++++ SUPPLIED RECORDS

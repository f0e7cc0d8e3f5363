#[mmg_queues::receiver]
struct OrderCreatedHandler;

#[mmg_queues::receiver("jobs.Runner")]
struct JobRunner;

fn main() {
    assert!(mmg_queues::receivers::is_registered("OrderCreatedHandler"));
    assert!(mmg_queues::receivers::is_registered("jobs.Runner"));
}
/// Receiver type declared through `#[mmg_queues::receiver]`, collected via inventory.
/// - `name`: the identifier used as `type` in queue descriptors.
pub struct ReceiverRegistration {
    pub name: &'static str,
    pub type_name: fn() -> &'static str,
}

inventory::collect!(ReceiverRegistration);

/// Whether some receiver was declared under `name`.
pub fn is_registered(name: &str) -> bool {
    inventory::iter::<ReceiverRegistration>
        .into_iter()
        .any(|reg| reg.name == name)
}

/// Resolve the Rust type name behind a declared receiver.
pub fn type_name_of(name: &str) -> Option<&'static str> {
    inventory::iter::<ReceiverRegistration>
        .into_iter()
        .find(|reg| reg.name == name)
        .map(|reg| (reg.type_name)())
}

/// Iterate all registrations
pub fn all() -> Vec<&'static ReceiverRegistration> {
    inventory::iter::<ReceiverRegistration>.into_iter().collect()
}
use std::{collections::HashMap, sync::Arc};

use parking_lot::RwLock;

use crate::{config::DuplicatePolicy, queue::QueueDescriptor};

/// Outcome of [`QueueRegistry::register`].
#[derive(Clone, Copy, Debug, PartialEq, Eq)]
pub enum Registered {
    Inserted,
    /// 同名已存在，按 Overwrite 策略替换
    Replaced,
    /// 同名已存在，按 KeepFirst 策略忽略本次
    Kept,
}

/// Application-scoped `name -> descriptor` map.
/// - 写入仅发生在部署阶段；之后多工作线程并发只读。
pub struct QueueRegistry {
    queues: RwLock<HashMap<String, Arc<QueueDescriptor>>>,
    policy: DuplicatePolicy,
}

impl QueueRegistry {
    pub fn new(policy: DuplicatePolicy) -> Self {
        Self {
            queues: RwLock::new(HashMap::new()),
            policy,
        }
    }

    pub fn register(&self, descriptor: QueueDescriptor) -> Registered {
        let mut queues = self.queues.write();
        match queues.get(descriptor.name()) {
            None => {
                queues.insert(descriptor.name().to_string(), Arc::new(descriptor));
                Registered::Inserted
            }
            Some(prev) => match self.policy {
                DuplicatePolicy::Overwrite => {
                    tracing::warn!(queue = %descriptor.name(), previous = %prev.receiver_type(), receiver = %descriptor.receiver_type(), "queue registered multiple times; overriding");
                    queues.insert(descriptor.name().to_string(), Arc::new(descriptor));
                    Registered::Replaced
                }
                DuplicatePolicy::KeepFirst => {
                    tracing::warn!(queue = %descriptor.name(), kept = %prev.receiver_type(), ignored = %descriptor.receiver_type(), "queue registered multiple times; keeping first");
                    Registered::Kept
                }
            },
        }
    }

    /// Whether a queue with the same name as `queue` is registered.
    pub fn contains(&self, queue: &QueueDescriptor) -> bool {
        self.contains_name(queue.name())
    }

    pub fn contains_name(&self, name: &str) -> bool {
        self.queues.read().contains_key(name)
    }

    pub fn get(&self, name: &str) -> Option<Arc<QueueDescriptor>> {
        self.queues.read().get(name).cloned()
    }

    /// Snapshot of every registration; the registry keeps sole ownership of its storage.
    pub fn all(&self) -> HashMap<String, Arc<QueueDescriptor>> {
        self.queues.read().clone()
    }

    pub fn len(&self) -> usize {
        self.queues.read().len()
    }

    pub fn is_empty(&self) -> bool {
        self.queues.read().is_empty()
    }

    pub fn policy(&self) -> DuplicatePolicy {
        self.policy
    }
}

impl Default for QueueRegistry {
    fn default() -> Self {
        Self::new(DuplicatePolicy::default())
    }
}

++++++++

→ **THE PROBLEM**
The answer is the records above restated word for word from their opening line through the line that holds "pub fn register(&self, descriptor: QueueDescriptor)", both included, and nothing else.

→ **EXERCISE ANSWER**
repository f0e7cc0d8e3f5363
#[mmg_queues::receiver]
struct OrderCreatedHandler;

#[mmg_queues::receiver("jobs.Runner")]
struct JobRunner;

fn main() {
    assert!(mmg_queues::receivers::is_registered("OrderCreatedHandler"));
    assert!(mmg_queues::receivers::is_registered("jobs.Runner"));
}
/// Receiver type declared through `#[mmg_queues::receiver]`, collected via inventory.
/// - `name`: the identifier used as `type` in queue descriptors.
pub struct ReceiverRegistration {
    pub name: &'static str,
    pub type_name: fn() -> &'static str,
}

inventory::collect!(ReceiverRegistration);

/// Whether some receiver was declared under `name`.
pub fn is_registered(name: &str) -> bool {
    inventory::iter::<ReceiverRegistration>
        .into_iter()
        .any(|reg| reg.name == name)
}

/// Resolve the Rust type name behind a declared receiver.
pub fn type_name_of(name: &str) -> Option<&'static str> {
    inventory::iter::<ReceiverRegistration>
        .into_iter()
        .find(|reg| reg.name == name)
        .map(|reg| (reg.type_name)())
}

/// Iterate all registrations
pub fn all() -> Vec<&'static ReceiverRegistration> {
    inventory::iter::<ReceiverRegistration>.into_iter().collect()
}
use std::{collections::HashMap, sync::Arc};

use parking_lot::RwLock;

use crate::{config::DuplicatePolicy, queue::QueueDescriptor};

/// Outcome of [`QueueRegistry::register`].
#[derive(Clone, Copy, Debug, PartialEq, Eq)]
pub enum Registered {
    Inserted,
    /// 同名已存在，按 Overwrite 策略替换
    Replaced,
    /// 同名已存在，按 KeepFirst 策略忽略本次
    Kept,
}

/// Application-scoped `name -> descriptor` map.
/// - 写入仅发生在部署阶段；之后多工作线程并发只读。
pub struct QueueRegistry {
    queues: RwLock<HashMap<String, Arc<QueueDescriptor>>>,
    policy: DuplicatePolicy,
}

impl QueueRegistry {
    pub fn new(policy: DuplicatePolicy) -> Self {
        Self {
            queues: RwLock::new(HashMap::new()),
            policy,
        }
    }

    pub fn register(&self, descriptor: QueueDescriptor) -> Registered {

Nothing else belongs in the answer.